Let’s assume a theoretical taxpayer reports a taxable income of $200,000 for 2023, and their effective federal tax rate is 22%. Without a 401(k) deduction, the taxpayer would have a federal tax obligation of $44,000 ($200,000 × 0.22 = $44,000).
However, if the taxpayer contributes fully to a traditional 401(k) (the maximum contribution in 2023 is $22,500), their 2023 taxable income would be reduced to $177,500 ($200,000 – $22,500 = $177,500). Assuming their effective federal tax rate remains at 22%, their federal tax obligation is now $39,050 ($177,500 × 0.22 = $39,050).
While this example scenario may be simplistic, the savings potential is clear, as shown in the figures below.
$44,000 – $39,050 = $4,950
What Is Tax Deferral?
Tax deferral is the ability to allow an investment to grow without being taxed, until the time when the investment is liquidated. A traditional 401(k) is an example of a tax-deferred retirement account, as your contributions and earnings are not taxed until you withdraw money in retirement. Given the power of compounding interest, tax deferral is an incredible savings advantage, especially if you expect to be in a lower tax bracket when it comes time to liquidate the funds in retirement.
What Is Tax Exemption?
Depending on the situation, tax exemption can be even more advantageous than tax deferral. Whereas tax deferral simply pushes a tax liability out into the future, tax exemption means that no tax will ever be paid on the earnings generated by an asset.
It’s important to note that tax-exempt investments usually do not offer tax deductibility, while tax-deferred investments often allow for an upfront deduction. Nevertheless, the ability to avoid all future taxation can more than make up for this limitation, especially if you expect to be in a higher tax bracket when it comes time to liquidate the funds.
Tax exemptions are most commonly used with Roth-style 401(k) plans and individual retirement accounts (IRAs). With these types of investment vehicles, retirement contributions are made using after-tax dollars, or money that has already been taxed. Any income received—and price appreciation experienced—on the underlying investments is never taxable, assuming withdrawals are made following IRS guidelines for holding periods.
A Closer Look at Tax-Sheltered Investments
Let’s examine in more detail the most common types of tax-sheltered investments.
Many other types of tax-sheltered investments exist besides those summarized in the chart, including a variety of life insurance products; less-common, IRS-endorsed retirement vehicles; and debt and equity investments in certain socially beneficial endeavors, such as oil and gas exploration, renewable energy generation and medical research and development.
Risks of Tax-Sheltered Investments
Given the complexity of the U.S. tax system and fluctuations in the economy, every tax-sheltered investment comes with some degree of risk. The most common risks are outlined below.

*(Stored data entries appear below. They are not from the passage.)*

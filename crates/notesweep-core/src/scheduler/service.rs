use std::sync::Arc;
use std::time::Duration;

use chrono::NaiveDateTime;
use tokio::sync::{mpsc, watch, Mutex};
use tracing::{debug, error, info, warn};

use crate::config::AppConfig;
use crate::store::DocumentStore;
use crate::vault::DefaultFolder;
use crate::{Error, Result};

use super::tasks::{clean_folder, CleanupReport};

/// Source of the current local time
pub type Clock = Arc<dyn Fn() -> NaiveDateTime + Send + Sync>;

/// Events emitted by the scheduler to notify the user
#[derive(Debug, Clone, PartialEq, Eq)]
pub enum SchedulerEvent {
    /// Neither the config nor the vault names a folder
    FolderNotConfigured,
    /// The configured folder does not exist
    FolderNotFound { path: String },
    /// A cleanup run completed
    Finished { report: CleanupReport },
    /// A trigger arrived while a run was in progress and was dropped
    Skipped,
    /// An error occurred during a background task
    Error { task: String, message: String },
}

/// Runs cleanups on demand and on a fixed interval, never two at once
#[derive(Clone)]
pub struct SchedulerService {
    store: Arc<dyn DocumentStore>,
    config: Arc<AppConfig>,
    default_folder: Option<String>,
    clock: Clock,
    run_guard: Arc<Mutex<()>>,
    event_tx: Option<mpsc::UnboundedSender<SchedulerEvent>>,
}

impl SchedulerService {
    /// Create a new scheduler service.
    ///
    /// `default_folder` is asked once, here; its answer is used whenever the
    /// config does not name a folder.
    pub fn new(
        store: Arc<dyn DocumentStore>,
        config: Arc<AppConfig>,
        default_folder: DefaultFolder,
    ) -> Self {
        let default_folder = default_folder();
        if let Some(ref folder) = default_folder {
            debug!("Host default folder: {}", folder);
        }

        Self {
            store,
            config,
            default_folder,
            clock: Arc::new(|| chrono::Local::now().naive_local()),
            run_guard: Arc::new(Mutex::new(())),
            event_tx: None,
        }
    }

    /// Replace the clock (used by tests to pin "now")
    pub fn with_clock(mut self, clock: Clock) -> Self {
        self.clock = clock;
        self
    }

    /// Set the event sender for user notifications
    pub fn with_event_sender(mut self, tx: mpsc::UnboundedSender<SchedulerEvent>) -> Self {
        self.event_tx = Some(tx);
        self
    }

    /// Send an event (if event channel is configured)
    fn send_event(&self, event: SchedulerEvent) {
        if let Some(ref tx) = self.event_tx {
            if tx.send(event).is_err() {
                warn!("Failed to send scheduler event: receiver dropped");
            }
        }
    }

    /// Run one cleanup now.
    ///
    /// Returns `None` without doing anything when another run is in progress.
    pub async fn clean_now(&self) -> Option<Result<CleanupReport>> {
        let Ok(_running) = self.run_guard.try_lock() else {
            warn!("Cleanup already in progress, dropping trigger");
            self.send_event(SchedulerEvent::Skipped);
            return None;
        };

        let now = (self.clock)();
        let result = clean_folder(
            self.store.as_ref(),
            &self.config.cleanup,
            self.default_folder.as_deref(),
            now,
        )
        .await;

        let event = match &result {
            Ok(report) => SchedulerEvent::Finished { report: *report },
            Err(Error::FolderNotConfigured) => SchedulerEvent::FolderNotConfigured,
            Err(Error::FolderNotFound(path)) => SchedulerEvent::FolderNotFound { path: path.clone() },
            Err(e) => SchedulerEvent::Error {
                task: "cleanup".to_string(),
                message: e.to_string(),
            },
        };
        self.send_event(event);

        Some(result)
    }

    /// Run cleanups on the configured interval until shutdown signal
    pub async fn run(&self, mut shutdown: watch::Receiver<bool>) {
        let cleanup_secs = self.config.sync.cleanup_interval_secs;

        // Skip if scheduling is disabled (0)
        if cleanup_secs == 0 {
            info!("Background scheduler disabled (cleanup_interval_secs = 0)");
            // Still wait for shutdown
            let _ = shutdown.changed().await;
            return;
        }

        info!("Scheduler started: cleanup={}s", cleanup_secs);

        let mut cleanup_interval = tokio::time::interval(Duration::from_secs(cleanup_secs));

        // Skip the first tick (fires immediately)
        cleanup_interval.tick().await;

        loop {
            tokio::select! {
                result = shutdown.changed() => {
                    if result.is_err() || *shutdown.borrow() {
                        info!("Scheduler received shutdown signal");
                        break;
                    }
                }

                _ = cleanup_interval.tick() => {
                    debug!("Running scheduled cleanup");
                    match self.clean_now().await {
                        Some(Ok(report)) => {
                            if report.modified > 0 {
                                info!("Scheduled cleanup: {} notes cleaned", report.modified);
                            }
                        }
                        Some(Err(e)) => error!("Scheduled cleanup failed: {}", e),
                        None => {}
                    }
                }
            }
        }

        info!("Scheduler stopped");
    }
}

#[cfg(test)]
mod tests {
    use super::*;
    use crate::scheduler::tasks::tests::MemoryStore;
    use crate::store::{DocumentEntry, Folder};
    use async_trait::async_trait;
    use chrono::NaiveDate;
    use tokio::sync::Notify;
    use tokio::time::timeout;

    const MESSY: &str = "# Empty\n\n\n# Filled\nHello\n";

    fn fixed_clock() -> Clock {
        Arc::new(|| {
            NaiveDate::from_ymd_opt(2023, 1, 10)
                .unwrap()
                .and_hms_opt(8, 0, 0)
                .unwrap()
        })
    }

    fn service(store: Arc<dyn DocumentStore>, config: AppConfig) -> (SchedulerService, mpsc::UnboundedReceiver<SchedulerEvent>) {
        let (tx, rx) = mpsc::unbounded_channel();
        let svc = SchedulerService::new(store, Arc::new(config), Arc::new(|| Some("Daily".to_string())))
            .with_clock(fixed_clock())
            .with_event_sender(tx);
        (svc, rx)
    }

    /// Store whose reads wait until released
    struct GatedStore {
        inner: MemoryStore,
        entered: Notify,
        release: Notify,
    }

    #[async_trait]
    impl DocumentStore for GatedStore {
        async fn resolve_folder(&self, path: &str) -> Result<Option<Folder>> {
            self.inner.resolve_folder(path).await
        }

        async fn list_documents(&self, folder: &Folder) -> Result<Vec<DocumentEntry>> {
            self.inner.list_documents(folder).await
        }

        async fn read(&self, entry: &DocumentEntry) -> Result<String> {
            self.entered.notify_one();
            self.release.notified().await;
            self.inner.read(entry).await
        }

        async fn write(&self, entry: &DocumentEntry, content: &str) -> Result<()> {
            self.inner.write(entry, content).await
        }
    }

    #[tokio::test]
    async fn test_clean_now_reports_finished() {
        let store = Arc::new(MemoryStore::with_docs("Daily", &[("2023-01-01.md", MESSY)]));
        let (svc, mut rx) = service(store.clone(), AppConfig::default());

        let report = svc.clean_now().await.unwrap().unwrap();
        assert_eq!(report.modified, 1);
        assert_eq!(store.content("Daily/2023-01-01.md"), "# Filled\nHello\n");
        assert_eq!(rx.recv().await, Some(SchedulerEvent::Finished { report }));
    }

    #[tokio::test]
    async fn test_configured_folder_overrides_default() {
        let store = Arc::new(MemoryStore::with_docs("Daily", &[("2023-01-01.md", MESSY)]));
        let mut config = AppConfig::default();
        config.cleanup.folder = Some("Journal".to_string());
        let (svc, mut rx) = service(store.clone(), config);

        assert!(svc.clean_now().await.unwrap().is_err());
        assert_eq!(
            rx.recv().await,
            Some(SchedulerEvent::FolderNotFound { path: "Journal".to_string() })
        );
        assert_eq!(store.write_count(), 0);
    }

    #[tokio::test]
    async fn test_folder_not_configured_event() {
        let store = Arc::new(MemoryStore::with_docs("Daily", &[]));
        let (tx, mut rx) = mpsc::unbounded_channel();
        let svc = SchedulerService::new(store, Arc::new(AppConfig::default()), Arc::new(|| None))
            .with_event_sender(tx);

        assert!(matches!(svc.clean_now().await, Some(Err(Error::FolderNotConfigured))));
        assert_eq!(rx.recv().await, Some(SchedulerEvent::FolderNotConfigured));
    }

    #[tokio::test]
    async fn test_overlapping_trigger_is_dropped() {
        let store = Arc::new(GatedStore {
            inner: MemoryStore::with_docs("Daily", &[("2023-01-01.md", MESSY)]),
            entered: Notify::new(),
            release: Notify::new(),
        });
        let (svc, mut rx) = service(store.clone(), AppConfig::default());

        let first = tokio::spawn({
            let svc = svc.clone();
            async move { svc.clean_now().await }
        });
        store.entered.notified().await;

        assert!(svc.clean_now().await.is_none());
        assert_eq!(rx.recv().await, Some(SchedulerEvent::Skipped));

        store.release.notify_one();
        let report = first.await.unwrap().unwrap().unwrap();
        assert_eq!(report.modified, 1);
        assert_eq!(store.inner.write_count(), 1);
    }

    #[tokio::test(start_paused = true)]
    async fn test_interval_runs_cleanup() {
        let store = Arc::new(MemoryStore::with_docs("Daily", &[("2023-01-01.md", MESSY)]));
        let (svc, mut rx) = service(store.clone(), AppConfig::default());
        let (shutdown_tx, shutdown_rx) = watch::channel(false);

        let handle = tokio::spawn({
            let svc = svc.clone();
            async move { svc.run(shutdown_rx).await }
        });

        // Paused time auto-advances to the next 24h tick
        let event = rx.recv().await.unwrap();
        assert!(matches!(event, SchedulerEvent::Finished { report } if report.modified == 1));

        shutdown_tx.send(true).unwrap();
        handle.await.unwrap();
    }

    #[tokio::test]
    async fn test_scheduler_shutdown_when_disabled() {
        let store = Arc::new(MemoryStore::with_docs("Daily", &[]));
        let mut config = AppConfig::default();
        config.sync.cleanup_interval_secs = 0;
        let (svc, _rx) = service(store, config);
        let (shutdown_tx, shutdown_rx) = watch::channel(false);

        shutdown_tx.send(true).unwrap();

        let result = timeout(Duration::from_secs(1), svc.run(shutdown_rx)).await;
        assert!(result.is_ok());
    }
}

- Unanticipated costs associated with management fees and regulatory compliance
- Unclear or unrealistic expectations of returns due to complex and ambiguous structures
- High sensitivity to inflation, especially for bond and bond-like investments
- Elevated levels of illiquidity due to IRS-enforced holding periods and/or inefficient markets
Another notable risk relates to tax evasion, which is the practice of using illegal means to avoid paying taxes. While IRS-backed investment vehicles are always legal, there is a fine line between tax minimization and tax evasion. This fine line is especially important to consider when dealing with untested, complex investment vehicles that lack transparency.
If you’re thinking about getting started with a tax-sheltered investment, be sure you fully understand what you’re investing in and how it can affect your personal finance situation. The IRS does not take tax evasion lightly, and tax offenders can face steep penalties and criminal prosecution for their mistakes. To be safe, enlist the help of a financial investment advisor or tax professional to ensure you’re in compliance with all IRS rules and regulations.